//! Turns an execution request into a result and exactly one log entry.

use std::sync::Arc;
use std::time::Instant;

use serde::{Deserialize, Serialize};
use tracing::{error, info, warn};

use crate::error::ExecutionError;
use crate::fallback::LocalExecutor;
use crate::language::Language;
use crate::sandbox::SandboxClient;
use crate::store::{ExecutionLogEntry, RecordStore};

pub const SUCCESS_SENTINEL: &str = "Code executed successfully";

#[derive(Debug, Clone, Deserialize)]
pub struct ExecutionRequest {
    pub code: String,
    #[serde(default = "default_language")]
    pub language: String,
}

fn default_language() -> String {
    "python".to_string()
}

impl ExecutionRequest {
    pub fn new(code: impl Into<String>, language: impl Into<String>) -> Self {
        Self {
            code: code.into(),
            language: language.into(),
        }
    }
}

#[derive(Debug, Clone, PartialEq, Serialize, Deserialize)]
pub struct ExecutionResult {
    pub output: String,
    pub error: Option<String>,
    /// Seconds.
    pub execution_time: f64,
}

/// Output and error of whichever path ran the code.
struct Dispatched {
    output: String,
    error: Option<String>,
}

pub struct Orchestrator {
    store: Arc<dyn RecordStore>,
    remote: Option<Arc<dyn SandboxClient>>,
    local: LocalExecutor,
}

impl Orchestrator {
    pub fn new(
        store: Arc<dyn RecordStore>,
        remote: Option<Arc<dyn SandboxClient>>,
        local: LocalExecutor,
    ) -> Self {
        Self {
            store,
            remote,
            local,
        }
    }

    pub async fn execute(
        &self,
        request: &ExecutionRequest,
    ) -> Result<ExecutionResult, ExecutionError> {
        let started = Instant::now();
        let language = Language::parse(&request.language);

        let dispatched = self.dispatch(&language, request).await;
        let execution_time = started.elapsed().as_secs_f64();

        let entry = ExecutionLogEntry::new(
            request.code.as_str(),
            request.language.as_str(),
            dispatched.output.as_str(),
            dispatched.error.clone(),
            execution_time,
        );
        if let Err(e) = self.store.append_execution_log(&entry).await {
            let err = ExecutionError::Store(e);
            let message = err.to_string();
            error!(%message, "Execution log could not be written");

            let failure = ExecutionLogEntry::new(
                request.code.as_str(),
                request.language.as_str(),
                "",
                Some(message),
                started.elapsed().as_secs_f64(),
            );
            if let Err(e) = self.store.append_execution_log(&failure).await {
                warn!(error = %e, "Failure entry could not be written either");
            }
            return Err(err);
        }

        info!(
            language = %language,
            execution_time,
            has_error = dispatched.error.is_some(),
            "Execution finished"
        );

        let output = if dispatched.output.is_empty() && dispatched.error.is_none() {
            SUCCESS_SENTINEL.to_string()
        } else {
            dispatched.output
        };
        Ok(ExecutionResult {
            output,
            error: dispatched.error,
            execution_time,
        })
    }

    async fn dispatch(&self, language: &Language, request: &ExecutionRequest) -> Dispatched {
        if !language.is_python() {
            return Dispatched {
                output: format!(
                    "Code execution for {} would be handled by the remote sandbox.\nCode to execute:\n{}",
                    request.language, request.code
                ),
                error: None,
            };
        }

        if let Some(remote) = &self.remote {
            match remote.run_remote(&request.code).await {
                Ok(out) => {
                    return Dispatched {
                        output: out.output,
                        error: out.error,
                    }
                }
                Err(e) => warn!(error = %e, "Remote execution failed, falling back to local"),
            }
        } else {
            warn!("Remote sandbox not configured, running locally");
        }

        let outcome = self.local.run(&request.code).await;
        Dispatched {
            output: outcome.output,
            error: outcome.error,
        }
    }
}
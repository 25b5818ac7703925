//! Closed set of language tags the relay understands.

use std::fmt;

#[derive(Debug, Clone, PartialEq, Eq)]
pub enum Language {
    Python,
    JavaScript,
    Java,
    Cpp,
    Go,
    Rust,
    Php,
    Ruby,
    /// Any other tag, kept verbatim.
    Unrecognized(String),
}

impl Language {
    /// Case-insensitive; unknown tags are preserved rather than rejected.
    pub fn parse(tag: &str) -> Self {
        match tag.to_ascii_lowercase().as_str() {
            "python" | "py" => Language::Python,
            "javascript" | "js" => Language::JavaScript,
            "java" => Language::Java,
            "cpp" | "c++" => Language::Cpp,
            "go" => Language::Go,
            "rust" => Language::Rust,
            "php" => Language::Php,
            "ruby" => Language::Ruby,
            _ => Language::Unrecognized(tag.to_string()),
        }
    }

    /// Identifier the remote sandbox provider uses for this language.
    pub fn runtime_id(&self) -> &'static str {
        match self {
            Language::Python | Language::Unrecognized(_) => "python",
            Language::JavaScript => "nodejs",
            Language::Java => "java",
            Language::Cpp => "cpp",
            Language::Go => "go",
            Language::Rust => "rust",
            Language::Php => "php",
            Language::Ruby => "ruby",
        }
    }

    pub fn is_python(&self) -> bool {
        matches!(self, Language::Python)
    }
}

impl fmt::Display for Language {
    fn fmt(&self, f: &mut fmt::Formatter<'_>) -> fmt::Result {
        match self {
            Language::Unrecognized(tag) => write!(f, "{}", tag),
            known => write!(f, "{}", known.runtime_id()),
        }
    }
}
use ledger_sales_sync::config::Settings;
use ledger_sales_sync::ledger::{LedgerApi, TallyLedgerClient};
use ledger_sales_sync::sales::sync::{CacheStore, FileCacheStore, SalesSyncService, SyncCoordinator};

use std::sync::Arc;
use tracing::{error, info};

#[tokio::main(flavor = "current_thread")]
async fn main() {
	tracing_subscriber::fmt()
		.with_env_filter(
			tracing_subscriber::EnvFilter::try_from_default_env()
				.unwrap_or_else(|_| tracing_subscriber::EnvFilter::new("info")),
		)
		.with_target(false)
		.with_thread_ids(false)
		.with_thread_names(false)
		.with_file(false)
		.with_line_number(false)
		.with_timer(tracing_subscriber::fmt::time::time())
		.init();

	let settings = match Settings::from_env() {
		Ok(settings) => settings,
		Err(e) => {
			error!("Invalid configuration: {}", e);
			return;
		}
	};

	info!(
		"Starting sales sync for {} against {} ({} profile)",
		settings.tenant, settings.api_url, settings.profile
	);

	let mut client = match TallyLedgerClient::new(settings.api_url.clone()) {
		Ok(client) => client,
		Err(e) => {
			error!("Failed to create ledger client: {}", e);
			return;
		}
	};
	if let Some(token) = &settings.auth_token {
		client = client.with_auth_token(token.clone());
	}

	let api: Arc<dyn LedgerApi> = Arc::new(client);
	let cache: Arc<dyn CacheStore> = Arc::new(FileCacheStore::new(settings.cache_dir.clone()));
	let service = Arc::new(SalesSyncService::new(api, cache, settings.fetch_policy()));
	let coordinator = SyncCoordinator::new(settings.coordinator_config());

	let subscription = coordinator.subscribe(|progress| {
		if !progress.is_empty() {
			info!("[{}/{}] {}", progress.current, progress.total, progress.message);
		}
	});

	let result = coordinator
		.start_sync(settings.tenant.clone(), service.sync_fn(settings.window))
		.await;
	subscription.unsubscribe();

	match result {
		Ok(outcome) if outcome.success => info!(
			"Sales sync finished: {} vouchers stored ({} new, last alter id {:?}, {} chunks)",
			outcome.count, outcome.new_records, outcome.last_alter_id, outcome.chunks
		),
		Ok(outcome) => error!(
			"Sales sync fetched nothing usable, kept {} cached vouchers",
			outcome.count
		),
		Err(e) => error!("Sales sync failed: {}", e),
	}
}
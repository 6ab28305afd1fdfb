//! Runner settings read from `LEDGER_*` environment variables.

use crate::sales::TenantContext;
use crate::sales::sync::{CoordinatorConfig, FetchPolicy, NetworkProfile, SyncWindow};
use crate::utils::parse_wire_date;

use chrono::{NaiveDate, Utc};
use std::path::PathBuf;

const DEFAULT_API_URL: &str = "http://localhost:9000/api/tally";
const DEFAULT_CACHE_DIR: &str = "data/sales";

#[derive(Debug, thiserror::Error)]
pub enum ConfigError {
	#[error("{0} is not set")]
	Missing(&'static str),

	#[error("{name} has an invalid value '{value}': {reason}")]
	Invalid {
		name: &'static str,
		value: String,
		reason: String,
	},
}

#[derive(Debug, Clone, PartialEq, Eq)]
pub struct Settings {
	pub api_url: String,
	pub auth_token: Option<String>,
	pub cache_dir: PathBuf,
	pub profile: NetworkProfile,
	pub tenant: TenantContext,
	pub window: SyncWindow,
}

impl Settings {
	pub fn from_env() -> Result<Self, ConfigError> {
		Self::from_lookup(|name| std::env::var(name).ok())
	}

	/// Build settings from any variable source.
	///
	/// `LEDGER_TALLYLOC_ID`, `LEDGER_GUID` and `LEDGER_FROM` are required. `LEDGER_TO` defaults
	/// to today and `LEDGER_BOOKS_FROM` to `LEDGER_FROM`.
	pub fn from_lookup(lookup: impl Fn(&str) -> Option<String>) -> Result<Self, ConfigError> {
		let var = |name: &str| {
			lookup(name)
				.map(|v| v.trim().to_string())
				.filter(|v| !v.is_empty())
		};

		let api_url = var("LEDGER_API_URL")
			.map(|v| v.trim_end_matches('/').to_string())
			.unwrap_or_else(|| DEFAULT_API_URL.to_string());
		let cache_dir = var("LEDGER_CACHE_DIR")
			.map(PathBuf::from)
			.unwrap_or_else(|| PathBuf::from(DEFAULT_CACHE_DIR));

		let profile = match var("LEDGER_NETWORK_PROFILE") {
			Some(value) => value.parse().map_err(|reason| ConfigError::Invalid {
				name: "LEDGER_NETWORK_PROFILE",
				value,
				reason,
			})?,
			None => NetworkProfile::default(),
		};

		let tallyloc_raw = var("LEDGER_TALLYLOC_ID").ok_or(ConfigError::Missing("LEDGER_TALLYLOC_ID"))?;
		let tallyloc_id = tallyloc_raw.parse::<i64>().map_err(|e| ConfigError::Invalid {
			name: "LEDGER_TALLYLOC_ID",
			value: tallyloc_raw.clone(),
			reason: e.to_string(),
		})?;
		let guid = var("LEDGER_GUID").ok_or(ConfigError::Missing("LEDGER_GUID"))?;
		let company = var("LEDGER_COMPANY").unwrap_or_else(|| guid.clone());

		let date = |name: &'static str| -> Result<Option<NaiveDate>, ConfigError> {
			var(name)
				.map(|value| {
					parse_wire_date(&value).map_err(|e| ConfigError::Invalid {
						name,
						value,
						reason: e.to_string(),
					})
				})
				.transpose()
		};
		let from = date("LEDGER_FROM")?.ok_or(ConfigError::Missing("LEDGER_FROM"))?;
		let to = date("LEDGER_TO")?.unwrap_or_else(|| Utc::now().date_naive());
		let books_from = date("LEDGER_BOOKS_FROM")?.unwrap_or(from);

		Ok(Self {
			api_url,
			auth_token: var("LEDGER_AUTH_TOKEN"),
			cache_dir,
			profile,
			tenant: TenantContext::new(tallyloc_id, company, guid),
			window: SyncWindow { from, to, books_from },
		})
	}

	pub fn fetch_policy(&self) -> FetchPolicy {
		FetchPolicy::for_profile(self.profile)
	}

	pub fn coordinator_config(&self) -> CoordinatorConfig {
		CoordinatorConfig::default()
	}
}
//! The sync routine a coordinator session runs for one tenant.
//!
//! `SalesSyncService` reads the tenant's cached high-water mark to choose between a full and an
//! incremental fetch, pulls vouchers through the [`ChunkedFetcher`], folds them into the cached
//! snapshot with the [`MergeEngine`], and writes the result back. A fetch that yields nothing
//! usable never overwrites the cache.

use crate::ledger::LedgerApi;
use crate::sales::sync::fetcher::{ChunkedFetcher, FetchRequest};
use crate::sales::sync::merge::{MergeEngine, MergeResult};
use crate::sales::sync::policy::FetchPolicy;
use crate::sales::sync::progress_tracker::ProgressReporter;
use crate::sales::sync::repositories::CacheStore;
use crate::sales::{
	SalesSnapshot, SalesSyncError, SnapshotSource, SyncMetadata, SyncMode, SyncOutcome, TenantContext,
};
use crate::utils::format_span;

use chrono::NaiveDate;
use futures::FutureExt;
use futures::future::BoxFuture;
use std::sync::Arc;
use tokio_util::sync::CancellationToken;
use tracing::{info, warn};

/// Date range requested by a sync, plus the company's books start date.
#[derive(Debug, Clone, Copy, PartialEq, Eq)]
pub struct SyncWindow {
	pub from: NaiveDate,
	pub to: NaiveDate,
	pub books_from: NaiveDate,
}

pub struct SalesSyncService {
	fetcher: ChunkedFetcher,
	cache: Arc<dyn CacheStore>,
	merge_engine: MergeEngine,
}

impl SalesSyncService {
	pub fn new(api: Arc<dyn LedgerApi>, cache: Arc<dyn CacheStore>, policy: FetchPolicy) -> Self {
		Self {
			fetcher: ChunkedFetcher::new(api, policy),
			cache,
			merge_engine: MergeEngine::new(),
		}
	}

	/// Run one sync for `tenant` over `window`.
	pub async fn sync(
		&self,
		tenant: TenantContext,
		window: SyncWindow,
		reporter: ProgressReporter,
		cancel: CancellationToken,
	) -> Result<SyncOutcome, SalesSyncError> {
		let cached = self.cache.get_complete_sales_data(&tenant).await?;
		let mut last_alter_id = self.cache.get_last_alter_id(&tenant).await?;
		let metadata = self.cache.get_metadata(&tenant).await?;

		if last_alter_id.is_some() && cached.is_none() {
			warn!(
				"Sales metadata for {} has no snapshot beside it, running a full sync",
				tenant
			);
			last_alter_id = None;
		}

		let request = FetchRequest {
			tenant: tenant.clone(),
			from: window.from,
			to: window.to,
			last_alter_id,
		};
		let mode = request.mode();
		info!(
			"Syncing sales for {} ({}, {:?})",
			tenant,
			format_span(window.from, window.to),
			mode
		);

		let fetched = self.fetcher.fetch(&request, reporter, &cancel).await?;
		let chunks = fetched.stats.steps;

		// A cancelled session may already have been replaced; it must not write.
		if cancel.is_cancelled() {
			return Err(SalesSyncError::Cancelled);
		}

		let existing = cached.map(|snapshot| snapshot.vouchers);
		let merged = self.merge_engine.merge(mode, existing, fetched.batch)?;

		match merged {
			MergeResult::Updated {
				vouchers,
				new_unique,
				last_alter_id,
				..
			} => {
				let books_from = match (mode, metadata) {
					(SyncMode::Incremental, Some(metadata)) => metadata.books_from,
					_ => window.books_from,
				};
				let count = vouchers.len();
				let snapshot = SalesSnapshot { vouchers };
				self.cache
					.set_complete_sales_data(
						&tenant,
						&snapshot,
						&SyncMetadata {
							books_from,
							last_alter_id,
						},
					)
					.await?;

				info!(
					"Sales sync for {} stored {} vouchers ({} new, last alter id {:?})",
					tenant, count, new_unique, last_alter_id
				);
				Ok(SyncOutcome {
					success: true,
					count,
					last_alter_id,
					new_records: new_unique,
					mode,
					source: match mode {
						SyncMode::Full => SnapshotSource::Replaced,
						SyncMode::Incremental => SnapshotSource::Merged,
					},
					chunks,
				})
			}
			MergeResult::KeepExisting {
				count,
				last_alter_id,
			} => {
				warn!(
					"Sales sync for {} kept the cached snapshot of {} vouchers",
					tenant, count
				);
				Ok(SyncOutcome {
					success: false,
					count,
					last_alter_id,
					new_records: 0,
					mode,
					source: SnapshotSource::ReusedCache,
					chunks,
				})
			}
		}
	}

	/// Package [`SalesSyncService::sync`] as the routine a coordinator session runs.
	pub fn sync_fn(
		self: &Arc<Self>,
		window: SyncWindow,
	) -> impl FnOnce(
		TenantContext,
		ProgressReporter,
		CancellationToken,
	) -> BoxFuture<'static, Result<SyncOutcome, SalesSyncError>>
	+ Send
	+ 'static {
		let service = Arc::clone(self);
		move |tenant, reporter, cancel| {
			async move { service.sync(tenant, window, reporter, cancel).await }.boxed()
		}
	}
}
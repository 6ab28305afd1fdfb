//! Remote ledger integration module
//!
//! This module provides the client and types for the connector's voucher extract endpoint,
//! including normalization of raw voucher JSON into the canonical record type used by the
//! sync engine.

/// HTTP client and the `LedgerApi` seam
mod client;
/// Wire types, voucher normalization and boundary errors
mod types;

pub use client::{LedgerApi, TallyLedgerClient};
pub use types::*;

▶ _Activity_: Would you copy out every line in the records that includes the string "Missing"?

▶ _Answer to the problem_:
	Missing(&'static str),
		let tallyloc_raw = var("LEDGER_TALLYLOC_ID").ok_or(ConfigError::Missing("LEDGER_TALLYLOC_ID"))?;
		let guid = var("LEDGER_GUID").ok_or(ConfigError::Missing("LEDGER_GUID"))?;
		let from = date("LEDGER_FROM")?.ok_or(ConfigError::Missing("LEDGER_FROM"))?;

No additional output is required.